Records from a dataset
»»

#[cfg(test)]
mod tests {
    use approx::assert_abs_diff_eq;
    use ndarray::Array4;

    use super::*;
    use crate::{
        c64, compare_pol,
        test_common::{jones_from_seed, phasor},
        CalibErrorModel, Jones, MatrixKind, NormaliseConfigBuilder,
    };

    /// Solutions with dimensions `[timestep][direction][antenna][channel]` that
    /// differ along every axis.
    fn make_solutions(shape: (usize, usize, usize, usize)) -> Array4<Jones<f64>> {
        Array4::from_shape_fn(shape, |(t, d, a, c)| {
            jones_from_seed(0.1 * t as f64 + 0.2 * d as f64 - 0.15 * a as f64 + 0.05 * c as f64)
        })
    }

    fn uvw() -> UVW {
        UVW {
            u: 120.,
            v: -45.,
            w: 3.,
        }
    }

    /// Test the direct selection is the stored solution, untouched by a no-op normalisation.
    #[test]
    fn test_direct_selection() {
        let ctx = PolContext::polarised(MatrixKind::Full);
        let solutions = make_solutions((2, 3, 2, 1));
        let tensor = JonesTensor::new(solutions.view(), MatrixKind::Full);
        let j = combine_and_correct(
            &ctx,
            &tensor,
            1,
            0,
            &DirectionSelection::Direct { dir: 2 },
            &NormaliseConfig::default(),
            &uvw(),
        );
        assert_eq!(j, PolMatrix::from(solutions[(1, 2, 0, 0)]));
    }

    /// Test a weighted selection of a single direction matches the direct selection.
    #[test]
    fn test_single_weight_matches_direct() {
        let ctx = PolContext::polarised(MatrixKind::Diagonal);
        let solutions = make_solutions((1, 3, 2, 1));
        let tensor = JonesTensor::new(solutions.view(), MatrixKind::Diagonal);
        let norm_cfg = NormaliseConfig::default();
        let direct = combine_and_correct(
            &ctx,
            &tensor,
            0,
            1,
            &DirectionSelection::Direct { dir: 1 },
            &norm_cfg,
            &uvw(),
        );
        let weighted = combine_and_correct(
            &ctx,
            &tensor,
            0,
            1,
            &DirectionSelection::Weighted {
                weights: vec![0., 1., 0.],
            },
            &norm_cfg,
            &uvw(),
        );
        compare_pol!(weighted, direct, 1e-14);
    }

    /// Test the normalisation is applied after the directions are combined.
    #[test]
    fn test_normalisation_applied() {
        let ctx = PolContext::polarised(MatrixKind::Full);
        let solutions = make_solutions((1, 2, 1, 1));
        let tensor = JonesTensor::new(solutions.view(), MatrixKind::Full);
        let selection = DirectionSelection::Weighted {
            weights: vec![0.3, 0.7],
        };
        let phase_only = NormaliseConfigBuilder::default()
            .apply_amp(false)
            .build()
            .unwrap();

        let raw = combine_and_correct(
            &ctx,
            &tensor,
            0,
            0,
            &selection,
            &NormaliseConfig::default(),
            &uvw(),
        );
        let j = combine_and_correct(&ctx, &tensor, 0, 0, &selection, &phase_only, &uvw());
        for slot in 0..4 {
            assert_abs_diff_eq!(j.amplitude(slot), 1., epsilon = 1e-12);
            assert_abs_diff_eq!(j[slot].arg(), raw[slot].arg(), epsilon = 1e-12);
        }

        // a huge calibration error leaves only the phasor
        let scaled = NormaliseConfigBuilder::default()
            .calib_error(CalibErrorModel::new(10., 1.))
            .build()
            .unwrap();
        let j_scaled = combine_and_correct(&ctx, &tensor, 0, 0, &selection, &scaled, &uvw());
        compare_pol!(j_scaled, j, 1e-12);
    }

    /// Test the baseline's antennas are looked up independently.
    #[test]
    fn test_baseline_jones() {
        let ctx = PolContext::polarised(MatrixKind::Full);
        let solutions = make_solutions((1, 1, 3, 1));
        let tensor = JonesTensor::new(solutions.view(), MatrixKind::Full);
        let (j1, j2) = baseline_jones(
            &ctx,
            &tensor,
            0,
            (2, 0),
            &DirectionSelection::Direct { dir: 0 },
            &NormaliseConfig::default(),
            &uvw(),
        );
        assert_eq!(j1, PolMatrix::from(solutions[(0, 0, 2, 0)]));
        assert_eq!(j2, PolMatrix::from(solutions[(0, 0, 0, 0)]));
    }

    /// Test J1 * D * J2^H for full solutions.
    #[test]
    fn test_apply_jones_full() {
        let ctx = PolContext::polarised(MatrixKind::Full);
        let j1 = jones_from_seed(0.3);
        let j2 = jones_from_seed(-0.4);
        let vis = jones_from_seed(1.2);
        compare_pol!(
            apply_jones(
                &ctx,
                &PolMatrix::from(j1),
                &PolMatrix::from(vis),
                &PolMatrix::from(j2)
            ),
            PolMatrix::from(j1 * vis * j2.h())
        );
    }

    /// Test diagonal solutions applied to a full visibility.
    #[test]
    fn test_apply_jones_diagonal() {
        let ctx = PolContext::polarised(MatrixKind::Diagonal);
        let j1 = PolMatrix::diagonal(phasor(0.9, 0.4), phasor(1.1, -0.3));
        let j2 = PolMatrix::diagonal(phasor(1.2, 2.0), phasor(0.7, 0.1));
        let vis = jones_from_seed(0.5);
        let corrupted = apply_jones(&ctx, &j1, &PolMatrix::from(vis), &j2);
        assert_eq!(corrupted.kind(), MatrixKind::Full);
        compare_pol!(
            corrupted,
            PolMatrix::from(j1.to_jones() * vis * j2.to_jones().h())
        );
    }

    /// Test correcting undoes corrupting.
    #[test]
    fn test_apply_inverse_jones_round_trip() {
        let ctx = PolContext::polarised(MatrixKind::Full);
        let j1 = PolMatrix::from(jones_from_seed(0.2));
        let j2 = PolMatrix::from(jones_from_seed(0.7));
        let vis = PolMatrix::from(jones_from_seed(-0.9));
        let corrupted = apply_jones(&ctx, &j1, &vis, &j2);
        compare_pol!(apply_inverse_jones(&ctx, &j1, &corrupted, &j2), vis, 1e-12);
    }

    /// Test the inverse against marlu's inverse.
    #[test]
    fn test_apply_inverse_jones_full() {
        let ctx = PolContext::polarised(MatrixKind::Full);
        let j1 = jones_from_seed(-0.3);
        let j2 = jones_from_seed(0.6);
        let vis = jones_from_seed(0.1);
        compare_pol!(
            apply_inverse_jones(
                &ctx,
                &PolMatrix::from(j1),
                &PolMatrix::from(vis),
                &PolMatrix::from(j2)
            ),
            PolMatrix::from(j1.inv() * vis * j2.h().inv())
        );
    }

    /// Test full-scalar mode reduces full visibilities to their first element.
    #[test]
    fn test_full_scalar_full_visibility() {
        let ctx = PolContext::full_scalar();
        let g = PolMatrix::scalar(c64::new(2.0, 0.5));
        let one = c64::new(1., 0.);
        let vis = PolMatrix::full([one; 4]);

        let corrupted = apply_jones(&ctx, &g, &vis, &g);
        assert_eq!(corrupted, PolMatrix::scalar(c64::new(4.25, 0.)));

        let corrected = apply_inverse_jones(&ctx, &g, &vis, &g);
        assert_eq!(corrected.kind(), MatrixKind::Scalar);
        assert_abs_diff_eq!(corrected[0], c64::new(1. / 4.25, 0.), epsilon = 1e-14);
        assert_eq!(corrected[3], corrected[0]);
    }

    /// Test full-scalar mode works on single complex values.
    #[test]
    fn test_full_scalar() {
        let ctx = PolContext::full_scalar();
        let g1 = phasor(2.0, 0.5);
        let g2 = phasor(0.5, -1.5);
        let v = c64::new(3.0, -1.0);
        let corrupted = apply_jones(
            &ctx,
            &PolMatrix::scalar(g1),
            &PolMatrix::scalar(v),
            &PolMatrix::scalar(g2),
        );
        assert_eq!(corrupted.kind(), MatrixKind::Scalar);
        assert_abs_diff_eq!(corrupted[0], g1 * v * g2.conj(), epsilon = 1e-12);
        assert_eq!(corrupted[3], corrupted[0]);

        let corrected = apply_inverse_jones(
            &ctx,
            &PolMatrix::scalar(g1),
            &corrupted,
            &PolMatrix::scalar(g2),
        );
        assert_abs_diff_eq!(corrected[0], v, epsilon = 1e-12);
    }

    fn beam_directions() -> ClusterDirections {
        ClusterDirections::new(vec![-0.1, 0.0, 0.1], vec![0.0; 3], vec![1.0; 3]).unwrap()
    }

    /// Test a facet with only a beam reads the beam's nearest direction, at the
    /// beam's own timestep, without normalising it.
    #[test]
    fn test_facet_beam_only() {
        let ctx = PolContext::polarised(MatrixKind::Full);
        let beam = make_solutions((3, 3, 2, 1));
        let solutions = FacetSolutions::default().with_beam_nearest(
            JonesTensor::new(beam.view(), MatrixKind::Full),
            &beam_directions(),
            0.08,
            0.01,
        );
        assert!(solutions.dd().is_none());
        assert_eq!(solutions.beam().map(|(_, dir)| *dir), Some(2));

        let phase_only = NormaliseConfigBuilder::default()
            .apply_amp(false)
            .build()
            .unwrap();
        let j = solutions.antenna_jones(&ctx, (0, 2), 1, &phase_only, &uvw());
        assert_eq!(j, PolMatrix::from(beam[(2, 2, 1, 0)]));
    }

    /// Test a facet with only calibration solutions matches [`combine_and_correct`].
    #[test]
    fn test_facet_dd_only() {
        let ctx = PolContext::polarised(MatrixKind::Full);
        let dd = make_solutions((2, 3, 2, 1));
        let tensor = JonesTensor::new(dd.view(), MatrixKind::Full);
        let selection = DirectionSelection::Weighted {
            weights: vec![0.6, 0.4, 0.],
        };
        let norm_cfg = NormaliseConfigBuilder::default()
            .apply_phase(false)
            .build()
            .unwrap();
        let solutions = FacetSolutions::default().with_dd(tensor, selection.clone());
        assert!(solutions.beam().is_none());
        assert_eq!(
            solutions.antenna_jones(&ctx, (1, 7), 0, &norm_cfg, &uvw()),
            combine_and_correct(&ctx, &tensor, 1, 0, &selection, &norm_cfg, &uvw())
        );
    }

    /// Test the beam is applied on the sky side of the normalised calibration
    /// solutions.
    #[test]
    fn test_facet_dd_and_beam() {
        let ctx = PolContext::polarised(MatrixKind::Full);
        let dd = make_solutions((1, 2, 3, 1));
        let beam = Array4::from_shape_fn((2, 3, 3, 1), |(t, d, a, _)| {
            jones_from_seed(1.7 - 0.3 * t as f64 + 0.4 * d as f64 + 0.25 * a as f64)
        });
        let dd_tensor = JonesTensor::new(dd.view(), MatrixKind::Full);
        let selection = DirectionSelection::Direct { dir: 1 };
        let phase_only = NormaliseConfigBuilder::default()
            .apply_amp(false)
            .build()
            .unwrap();
        let solutions = FacetSolutions::default()
            .with_dd(dd_tensor, selection.clone())
            .with_beam_nearest(
                JonesTensor::new(beam.view(), MatrixKind::Full),
                &beam_directions(),
                -0.02,
                0.0,
            );

        let (j1, j2) = solutions.baseline_jones(&ctx, (0, 1), (2, 0), &phase_only, &uvw());
        for (j, ant) in [(j1, 2), (j2, 0)] {
            let j_dd =
                combine_and_correct(&ctx, &dd_tensor, 0, ant, &selection, &phase_only, &uvw());
            let j_beam = PolMatrix::from(beam[(1, 1, ant, 0)]);
            compare_pol!(j, PolMatrix::from(j_dd.to_jones() * j_beam.to_jones()), 1e-12);
            assert_ne!(j, ctx.dot(&j_beam, &j_dd));
        }
    }

    /// Test a facet without any solutions leaves visibilities alone.
    #[test]
    fn test_facet_no_solutions_is_identity() {
        let solutions = FacetSolutions::default();
        for (ctx, kind) in [
            (PolContext::polarised(MatrixKind::Diagonal), MatrixKind::Diagonal),
            (PolContext::full_scalar(), MatrixKind::Scalar),
        ] {
            let (j1, j2) =
                solutions.baseline_jones(&ctx, (0, 0), (0, 1), &NormaliseConfig::default(), &uvw());
            assert_eq!(j1, PolMatrix::identity(kind));
            assert_eq!(j2, PolMatrix::identity(kind));
        }
    }

    /// Test the beam and calibration solutions combine to a scalar in
    /// full-scalar mode.
    #[test]
    fn test_facet_full_scalar() {
        let ctx = PolContext::full_scalar();
        let dd = make_solutions((1, 1, 1, 1));
        let beam = make_solutions((1, 3, 1, 1));
        let solutions = FacetSolutions::default()
            .with_dd(
                JonesTensor::new(dd.view(), MatrixKind::Full),
                DirectionSelection::Direct { dir: 0 },
            )
            .with_beam(JonesTensor::new(beam.view(), MatrixKind::Full), 1);
        let j = solutions.antenna_jones(&ctx, (0, 0), 0, &NormaliseConfig::default(), &uvw());
        assert_eq!(j.kind(), MatrixKind::Scalar);
        assert_abs_diff_eq!(j[0], dd[(0, 0, 0, 0)][0] * beam[(0, 1, 0, 0)][0], epsilon = 1e-14);
    }
}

««

PROBLEM:
Filter the data for the string "calibration". Copy each matching line.

EXERCISE OUTPUT:
        // a huge calibration error leaves only the phasor
    /// Test a facet with only calibration solutions matches [`combine_and_correct`].
    /// Test the beam is applied on the sky side of the normalised calibration
    /// Test the beam and calibration solutions combine to a scalar in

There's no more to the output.